* [WORK TASK]:
Print every line of the data word for word.

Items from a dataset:
-------

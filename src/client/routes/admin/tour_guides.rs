use dioxus::document::Title;
use dioxus::prelude::*;
use dioxus_free_icons::icons::fa_solid_icons::FaPlus;
use dioxus_free_icons::Icon;
use dioxus_logger::tracing;

use super::{editor::TourGuideEditor, listing_view, use_listing};
use crate::{
    client::{
        components::Page,
        store::{notice::use_notices, session::use_api},
    },
    listing::{
        editor::{Editor, TourGuideForm, TourGuidePayload},
        schema,
    },
    model::notice::{IntoNotice, Notice},
};

#[component]
pub fn AdminTourGuides() -> Element {
    let api = use_api();
    let mut notices = use_notices();
    let mut editor = use_signal(Editor::<TourGuideForm>::default);

    let fetch_api = api.clone();
    let (mut listing, reload) = use_listing(schema::tour_guides, move || {
        let api = fetch_api.clone();

        async move { api.list_tour_guides().await }
    });

    let edit = use_callback(move |guide_id: i64| {
        if let Some(guide) = listing.read().find(guide_id) {
            editor.write().open_edit(guide);
        }
    });

    let save_api = api.clone();
    let save = use_callback(move |_: ()| {
        let api = save_api.clone();
        let (target, payload) = match editor.write().begin_save() {
            Ok(Some(save)) => save,
            Ok(None) => return,
            Err(e) => {
                notices.write().push(e.into_notice());
                return;
            }
        };

        spawn(async move {
            let result = match &payload {
                TourGuidePayload::Register(registration) => api.register_tour_guide(registration).await,
                TourGuidePayload::Update { user_id, profile } => {
                    api.update_tour_guide_profile(*user_id, profile).await
                }
            };
            let saved = result.is_ok();
            let notice = editor.write().finish_save(target, result);
            notices.write().push(notice);
            if saved {
                reload.call(());
            }
        });
    });

    let delete = use_callback(move |guide_id: i64| {
        let api = api.clone();

        spawn(async move {
            match api.delete_tour_guide(guide_id).await {
                Ok(()) => {
                    listing.write().remove(guide_id);
                    notices.write().push(Notice::success("Tour guide deleted!"));
                }
                Err(e) => {
                    tracing::warn!(guide_id = %guide_id, "Failed to delete tour guide: {}", e);
                    notices.write().push(e.into_notice());
                }
            }
        });
    });

    rsx!(
        Title { "Tour Guides | The Pearl" }
        Page { title: "Tour Guides",
            div { class: "flex justify-end mb-4",
                button {
                    class: "btn btn-primary flex gap-2",
                    onclick: move |_| editor.write().open_new(),
                    Icon { width: 12, height: 12, icon: FaPlus }
                    "Add Tour Guide"
                }
            }
            {listing_view(listing, Some(edit), Some(delete))}
            TourGuideEditor { editor, on_submit: save }
        }
    )
}
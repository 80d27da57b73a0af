#![no_main]

use libfuzzer_sys::fuzz_target;

fuzz_target!(|data: &[u8]| {
    // Arbitrary bytes must only ever produce a typed error, never a
    // panic or an out-of-bounds write.
    let _ = astro_pack::Body::from_slice(data);
});
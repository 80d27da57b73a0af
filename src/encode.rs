use crate::body::{Body, Field};
use crate::marker::{Major, INIT_F64, INIT_FALSE, INIT_TRUE};

// Writes a shortest-form head: `major` plus the `value` argument in the
// fewest bytes the encoding allows.
pub(crate) fn write_head(buf: &mut Vec<u8>, major: Major, value: u64) {
    let high = major.into_u8();
    if value < 24 {
        buf.push(high | value as u8);
    } else if value <= u8::MAX as u64 {
        buf.push(high | 24);
        buf.push(value as u8);
    } else if value <= u16::MAX as u64 {
        buf.push(high | 25);
        buf.extend_from_slice(&(value as u16).to_be_bytes());
    } else if value <= u32::MAX as u64 {
        buf.push(high | 26);
        buf.extend_from_slice(&(value as u32).to_be_bytes());
    } else {
        buf.push(high | 27);
        buf.extend_from_slice(&value.to_be_bytes());
    }
}

/// Write a map header declaring `len` key/value pairs.
pub fn write_map_header(buf: &mut Vec<u8>, len: u64) {
    write_head(buf, Major::Map, len);
}

/// Write a definite-length text item.
pub fn write_text(buf: &mut Vec<u8>, text: &str) {
    write_head(buf, Major::Text, text.len() as u64);
    buf.extend_from_slice(text.as_bytes());
}

/// Write a boolean item.
pub fn write_boolean(buf: &mut Vec<u8>, value: bool) {
    buf.push(if value { INIT_TRUE } else { INIT_FALSE });
}

/// Write an integer item, choosing the major type by sign.
pub fn write_signed_int(buf: &mut Vec<u8>, value: i64) {
    if value < 0 {
        // Major type 1 carries -1 - value, which is !value in two's
        // complement.
        write_head(buf, Major::Negative, !value as u64);
    } else {
        write_head(buf, Major::Unsigned, value as u64);
    }
}

/// Write a floating-point item. Always the full 8-byte form; this writer
/// never shrinks floats.
pub fn write_double(buf: &mut Vec<u8>, value: f64) {
    buf.push(INIT_F64);
    buf.extend_from_slice(&value.to_be_bytes());
}

impl Body {
    /// Encode this record as one definite-length map, fields in
    /// declaration order.
    pub fn to_vec(&self) -> Vec<u8> {
        let mut buf = Vec::with_capacity(64);
        write_map_header(&mut buf, Field::ALL.len() as u64);
        write_text(&mut buf, Field::Name.key());
        write_text(&mut buf, &self.name);
        write_text(&mut buf, Field::Planet.key());
        write_boolean(&mut buf, self.planet);
        write_text(&mut buf, Field::Number.key());
        write_signed_int(&mut buf, self.number);
        write_text(&mut buf, Field::Gravity.key());
        write_double(&mut buf, self.gravity);
        buf
    }
}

-------

* [ANSWER TO THE PROBLEM]:
filename src/client/routes/admin/tour_guides.rs
use dioxus::document::Title;
use dioxus::prelude::*;
use dioxus_free_icons::icons::fa_solid_icons::FaPlus;
use dioxus_free_icons::Icon;
use dioxus_logger::tracing;

use super::{editor::TourGuideEditor, listing_view, use_listing};
use crate::{
    client::{
        components::Page,
        store::{notice::use_notices, session::use_api},
    },
    listing::{
        editor::{Editor, TourGuideForm, TourGuidePayload},
        schema,
    },
    model::notice::{IntoNotice, Notice},
};

#[component]
pub fn AdminTourGuides() -> Element {
    let api = use_api();
    let mut notices = use_notices();
    let mut editor = use_signal(Editor::<TourGuideForm>::default);

    let fetch_api = api.clone();
    let (mut listing, reload) = use_listing(schema::tour_guides, move || {
        let api = fetch_api.clone();

        async move { api.list_tour_guides().await }
    });

    let edit = use_callback(move |guide_id: i64| {
        if let Some(guide) = listing.read().find(guide_id) {
            editor.write().open_edit(guide);
        }
    });

    let save_api = api.clone();
    let save = use_callback(move |_: ()| {
        let api = save_api.clone();
        let (target, payload) = match editor.write().begin_save() {
            Ok(Some(save)) => save,
            Ok(None) => return,
            Err(e) => {
                notices.write().push(e.into_notice());
                return;
            }
        };

        spawn(async move {
            let result = match &payload {
                TourGuidePayload::Register(registration) => api.register_tour_guide(registration).await,
                TourGuidePayload::Update { user_id, profile } => {
                    api.update_tour_guide_profile(*user_id, profile).await
                }
            };
            let saved = result.is_ok();
            let notice = editor.write().finish_save(target, result);
            notices.write().push(notice);
            if saved {
                reload.call(());
            }
        });
    });

    let delete = use_callback(move |guide_id: i64| {
        let api = api.clone();

        spawn(async move {
            match api.delete_tour_guide(guide_id).await {
                Ok(()) => {
                    listing.write().remove(guide_id);
                    notices.write().push(Notice::success("Tour guide deleted!"));
                }
                Err(e) => {
                    tracing::warn!(guide_id = %guide_id, "Failed to delete tour guide: {}", e);
                    notices.write().push(e.into_notice());
                }
            }
        });
    });

    rsx!(
        Title { "Tour Guides | The Pearl" }
        Page { title: "Tour Guides",
            div { class: "flex justify-end mb-4",
                button {
                    class: "btn btn-primary flex gap-2",
                    onclick: move |_| editor.write().open_new(),
                    Icon { width: 12, height: 12, icon: FaPlus }
                    "Add Tour Guide"
                }
            }
            {listing_view(listing, Some(edit), Some(delete))}
            TourGuideEditor { editor, on_submit: save }
        }
    )
}
repository 80d27da57b73a0af
#![no_main]

use libfuzzer_sys::fuzz_target;

fuzz_target!(|data: &[u8]| {
    // Arbitrary bytes must only ever produce a typed error, never a
    // panic or an out-of-bounds write.
    let _ = astro_pack::Body::from_slice(data);
});
repository 80d27da57b73a0af
filename src/encode.rs
use crate::body::{Body, Field};
use crate::marker::{Major, INIT_F64, INIT_FALSE, INIT_TRUE};

// Writes a shortest-form head: `major` plus the `value` argument in the
// fewest bytes the encoding allows.
pub(crate) fn write_head(buf: &mut Vec<u8>, major: Major, value: u64) {
    let high = major.into_u8();
    if value < 24 {
        buf.push(high | value as u8);
    } else if value <= u8::MAX as u64 {
        buf.push(high | 24);
        buf.push(value as u8);
    } else if value <= u16::MAX as u64 {
        buf.push(high | 25);
        buf.extend_from_slice(&(value as u16).to_be_bytes());
    } else if value <= u32::MAX as u64 {
        buf.push(high | 26);
        buf.extend_from_slice(&(value as u32).to_be_bytes());
    } else {
        buf.push(high | 27);
        buf.extend_from_slice(&value.to_be_bytes());
    }
}

/// Write a map header declaring `len` key/value pairs.
pub fn write_map_header(buf: &mut Vec<u8>, len: u64) {
    write_head(buf, Major::Map, len);
}

/// Write a definite-length text item.
pub fn write_text(buf: &mut Vec<u8>, text: &str) {
    write_head(buf, Major::Text, text.len() as u64);
    buf.extend_from_slice(text.as_bytes());
}

/// Write a boolean item.
pub fn write_boolean(buf: &mut Vec<u8>, value: bool) {
    buf.push(if value { INIT_TRUE } else { INIT_FALSE });
}

/// Write an integer item, choosing the major type by sign.
pub fn write_signed_int(buf: &mut Vec<u8>, value: i64) {
    if value < 0 {
        // Major type 1 carries -1 - value, which is !value in two's
        // complement.
        write_head(buf, Major::Negative, !value as u64);
    } else {
        write_head(buf, Major::Unsigned, value as u64);
    }
}

/// Write a floating-point item. Always the full 8-byte form; this writer
/// never shrinks floats.
pub fn write_double(buf: &mut Vec<u8>, value: f64) {
    buf.push(INIT_F64);
    buf.extend_from_slice(&value.to_be_bytes());
}

impl Body {
    /// Encode this record as one definite-length map, fields in
    /// declaration order.
    pub fn to_vec(&self) -> Vec<u8> {
        let mut buf = Vec::with_capacity(64);
        write_map_header(&mut buf, Field::ALL.len() as u64);
        write_text(&mut buf, Field::Name.key());
        write_text(&mut buf, &self.name);
        write_text(&mut buf, Field::Planet.key());
        write_boolean(&mut buf, self.planet);
        write_text(&mut buf, Field::Number.key());
        write_signed_int(&mut buf, self.number);
        write_text(&mut buf, Field::Gravity.key());
        write_double(&mut buf, self.gravity);
        buf
    }
}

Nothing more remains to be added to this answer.